In view of the great weight of factors in favor of dismissal, the district court opinion was in accord with those of other courts that have relegated to foreign forums plaintiffs who have commenced actions in the United States. Piper Aircraft, supra, 454 U.S. 235; Pain, supra, 637 F.2d 775; Dahl, supra, 632 F.2d 1027; Alcoa Steamship, supra, 654 F.2d 147; Mizokami Bros., supra, 556 F.2d 975.
To the extent that the majority believes that Lehman v. Humphrey Cayman, Ltd., 713 F.2d 339 (8th Cir.1983), cert. denied, 464 U.S. 1042 (1984) is controlling, it is appropriate to point out the numerous differences between the two cases. Perhaps the most persuasive reason for concluding that Lehman is not controlling here is that Jamaica‘s law obviously should be applied to the appellants’ negligence claim. Restatement (Second) of Conflicts of Laws §§ 145 & 146 (1969). Unlike Lehman, there are no state law warranty claims at issue here. The only law at issue is that of Jamaica. Lehman was instructive on the appropriate forum in such a circumstance: a finding that a particular jurisdiction‘s substantive law is controlling “would weigh in favor of trial [in that jurisdiction]“. Lehman, supra, 713 F.2d at 345. Absent similar state law warranty claims,
In short, Missouri has no interest in the dispute other than the part-time resident status of appellees.
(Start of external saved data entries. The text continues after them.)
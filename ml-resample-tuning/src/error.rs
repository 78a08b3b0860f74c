//! Error types for tuning

use thiserror::Error;

/// Result type for tuning operations
pub type Result<T> = std::result::Result<T, Error>;

/// Error type for tuning operations
#[derive(Error, Debug)]
pub enum Error {
    /// Core library error
    #[error("Core error: {0}")]
    Core(#[from] ml_resample_core::Error),

    /// Engine error
    #[error("Engine error: {0}")]
    Engine(#[from] ml_resample_engine::Error),

    /// Tuning finished without a usable configuration
    #[error("Tuning error: {0}")]
    Tuning(String),
}

impl Error {
    /// Whether this error was raised before any candidate was evaluated
    pub fn is_configuration(&self) -> bool {
        match self {
            Error::Core(e) => e.is_configuration(),
            Error::Engine(e) => e.is_configuration(),
            Error::Tuning(_) => false,
        }
    }
}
As the district court properly concluded, it would be inappropriate to impose jury duty on Missouri under these circumstances in light of Jamaica‘s significant interest in the litigation.
V.
To summarize:
When an action is dismissed on grounds of forum non conveniens, our role on review is not to ascertain whether we would reach the same result if we were sitting on the district court, but, rather, to determine whether the district court‘s balancing of the Gilbert factors was reasonable. If the district court‘s balancing of all the relevant factors was reasonable, it has not abused its discretion.
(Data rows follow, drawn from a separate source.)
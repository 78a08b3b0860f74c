//! Dataset trait and an in-memory backend

use std::collections::{HashMap, HashSet};
use std::sync::Arc;

use crate::error::{Error, Result};
use crate::schema::{DataType, Field, Schema};
use crate::value::{seq_row_ids, RowId, Value};

/// A read-only collection of rows and columns
///
/// Row ids are fixed when the dataset is built. Everything downstream
/// (tasks, partitionings, predictions) addresses rows through them.
pub trait Dataset: Send + Sync {
    /// Get the schema of this dataset
    fn schema(&self) -> Arc<Schema>;

    /// Get the number of rows in this dataset
    fn row_count(&self) -> usize;

    /// Ordered, unique row ids
    fn row_ids(&self) -> &[RowId];

    /// Whether a row id is present
    fn contains_row(&self, id: &RowId) -> bool;

    /// Project the given rows and columns into a tabular view
    ///
    /// Rows are returned in the requested order; a row id may appear
    /// more than once (bootstrap samples do this).
    fn project(&self, rows: &[RowId], cols: &[&str]) -> Result<TableView>;
}

/// A materialized projection of a dataset
#[derive(Debug, Clone)]
pub struct TableView {
    schema: Arc<Schema>,
    row_ids: Vec<RowId>,
    columns: Vec<Vec<Value>>,
}

impl TableView {
    /// Schema of the projected columns
    pub fn schema(&self) -> &Schema {
        &self.schema
    }

    /// Row ids of the view, in projection order
    pub fn row_ids(&self) -> &[RowId] {
        &self.row_ids
    }

    /// Number of rows
    pub fn num_rows(&self) -> usize {
        self.row_ids.len()
    }

    /// Number of columns
    pub fn num_columns(&self) -> usize {
        self.columns.len()
    }

    /// Values of a column by name
    pub fn column(&self, name: &str) -> Result<&[Value]> {
        let index = self.schema.index_of(name)?;
        Ok(&self.columns[index])
    }

    /// Numeric values of a column; missing or non-numeric cells are rejected
    pub fn f64_column(&self, name: &str) -> Result<Vec<f64>> {
        self.column(name)?
            .iter()
            .map(|v| {
                v.as_f64().ok_or_else(|| {
                    Error::TypeMismatch(format!("column '{}' holds non-numeric value {}", name, v))
                })
            })
            .collect()
    }

    /// Row-major numeric matrix over all columns of the view
    pub fn to_f64_rows(&self) -> Result<Vec<Vec<f64>>> {
        let columns = self
            .schema
            .fields()
            .iter()
            .map(|f| self.f64_column(f.name()))
            .collect::<Result<Vec<_>>>()?;

        Ok((0..self.num_rows())
            .map(|row| columns.iter().map(|c| c[row]).collect())
            .collect())
    }
}

/// A builder for in-memory datasets
pub struct DatasetBuilder {
    fields: Vec<Field>,
    columns: Vec<Vec<Value>>,
    row_ids: Option<Vec<RowId>>,
}

impl DatasetBuilder {
    /// Create a new dataset builder
    pub fn new() -> Self {
        Self {
            fields: Vec::new(),
            columns: Vec::new(),
            row_ids: None,
        }
    }

    /// Add a column
    pub fn column(mut self, field: Field, values: Vec<Value>) -> Self {
        self.fields.push(field);
        self.columns.push(values);
        self
    }

    /// Add a non-nullable numeric column
    pub fn f64_column(self, name: &str, values: &[f64]) -> Self {
        let values = values.iter().copied().map(Value::Float).collect();
        self.column(Field::new(name, DataType::Float64, false), values)
    }

    /// Add a non-nullable categorical column, levels in order of appearance
    pub fn label_column(self, name: &str, values: &[&str]) -> Self {
        let mut levels: Vec<String> = Vec::new();
        for v in values {
            if !levels.iter().any(|l| l == v) {
                levels.push((*v).to_string());
            }
        }
        let values = values.iter().map(|v| Value::from(*v)).collect();
        self.column(Field::new(name, DataType::Categorical(levels), false), values)
    }

    /// Use explicit row ids instead of `1..=n`
    pub fn row_ids(mut self, ids: Vec<RowId>) -> Self {
        self.row_ids = Some(ids);
        self
    }

    /// Build the dataset
    pub fn build(self) -> Result<Arc<dyn Dataset>> {
        Ok(Arc::new(self.build_in_memory()?))
    }

    /// Build the concrete in-memory dataset
    pub fn build_in_memory(self) -> Result<InMemoryDataset> {
        if self.fields.is_empty() {
            return Err(Error::InvalidArgument(
                "At least one column is required to build a dataset".into(),
            ));
        }

        let n = self.columns[0].len();
        for (field, values) in self.fields.iter().zip(&self.columns) {
            if values.len() != n {
                return Err(Error::InvalidArgument(format!(
                    "Column '{}' has {} values, expected {}",
                    field.name,
                    values.len(),
                    n
                )));
            }
            check_column(field, values)?;
        }

        let row_ids = self.row_ids.unwrap_or_else(|| seq_row_ids(n));
        if row_ids.len() != n {
            return Err(Error::InvalidArgument(format!(
                "Got {} row ids for {} rows",
                row_ids.len(),
                n
            )));
        }

        let mut row_index = HashMap::with_capacity(n);
        for (i, id) in row_ids.iter().enumerate() {
            if row_index.insert(id.clone(), i).is_some() {
                return Err(Error::InvalidArgument(format!("Duplicate row id: {}", id)));
            }
        }

        let mut names = HashSet::with_capacity(self.fields.len());
        if !self.fields.iter().all(|f| names.insert(f.name.as_str())) {
            return Err(Error::InvalidArgument("Duplicate column names".into()));
        }
        let schema = Arc::new(Schema::new(self.fields));

        Ok(InMemoryDataset {
            schema,
            row_ids,
            row_index,
            columns: Arc::new(self.columns),
        })
    }
}

impl Default for DatasetBuilder {
    fn default() -> Self {
        Self::new()
    }
}

fn check_column(field: &Field, values: &[Value]) -> Result<()> {
    for v in values {
        let ok = match (&field.data_type, v) {
            (_, Value::Missing) => field.nullable,
            (DataType::Boolean, Value::Bool(_))
            | (DataType::Int64, Value::Int(_))
            | (DataType::Float64, Value::Float(_) | Value::Int(_))
            | (DataType::String, Value::Str(_)) => true,
            (DataType::Categorical(levels), Value::Str(s)) => levels.contains(s),
            _ => false,
        };
        if !ok {
            return Err(Error::TypeMismatch(format!(
                "value {} does not fit field {}",
                v, field
            )));
        }
    }
    Ok(())
}

/// An in-memory dataset with column-major storage
#[derive(Clone)]
pub struct InMemoryDataset {
    schema: Arc<Schema>,
    row_ids: Vec<RowId>,
    row_index: HashMap<RowId, usize>,
    columns: Arc<Vec<Vec<Value>>>,
}

impl Dataset for InMemoryDataset {
    fn schema(&self) -> Arc<Schema> {
        self.schema.clone()
    }

    fn row_count(&self) -> usize {
        self.row_ids.len()
    }

    fn row_ids(&self) -> &[RowId] {
        &self.row_ids
    }

    fn contains_row(&self, id: &RowId) -> bool {
        self.row_index.contains_key(id)
    }

    fn project(&self, rows: &[RowId], cols: &[&str]) -> Result<TableView> {
        let col_indices = cols
            .iter()
            .map(|name| self.schema.index_of(name))
            .collect::<Result<Vec<_>>>()?;

        let row_indices = rows
            .iter()
            .map(|id| {
                self.row_index
                    .get(id)
                    .copied()
                    .ok_or_else(|| Error::InvalidArgument(format!("Unknown row id: {}", id)))
            })
            .collect::<Result<Vec<_>>>()?;

        let columns = col_indices
            .iter()
            .map(|&c| row_indices.iter().map(|&r| self.columns[c][r].clone()).collect())
            .collect();

        Ok(TableView {
            schema: Arc::new(self.schema.project_by_names(cols)?),
            row_ids: rows.to_vec(),
            columns,
        })
    }
}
The majority has lost sight of our role as a reviewing court in its quest to find a United States forum for the plaintiff. It merely has substituted its analysis of the Gilbert factors for that of the district court and in so doing has strained to the breaking point the law governing forum non conveniens dismissals. Since I would hold that the district court‘s balancing of the Gilbert factors was reasonable, the dismissal of this action on the ground of forum non conveniens should be affirmed. From the majority‘s refusal to do so, I respectfully dissent.
JOHN R. GIBSON
CIRCUIT JUDGE
Notes
Irish Nat. Ins. Co., Ltd. v. Aer Lingus Teoranta, 739 F.2d 90, 92 (2d Cir.1984) (citations omitted).Although the Supreme Court has emphasized the broad discretion of the district courts in deciding whether to dismiss on the basis of forum non conveniens, there would be little purpose in Congress giving this Court a power of review if it were not a meaningful one. A meaningful power of review is the right to determine whether the district court reached an erroneous conclusion on either the facts or the law.
713 F.2d at 342 (quoting Founding Church of Scientology v. Verlag, 536 F.2d 429, 435 (D.C.Cir. 1976)).[C]ourts should require positive evidence of unusually extreme circumstances, and should be thoroughly convinced that material injustice is manifest before exercising any such discretion to deny a citizen access to the courts of this country.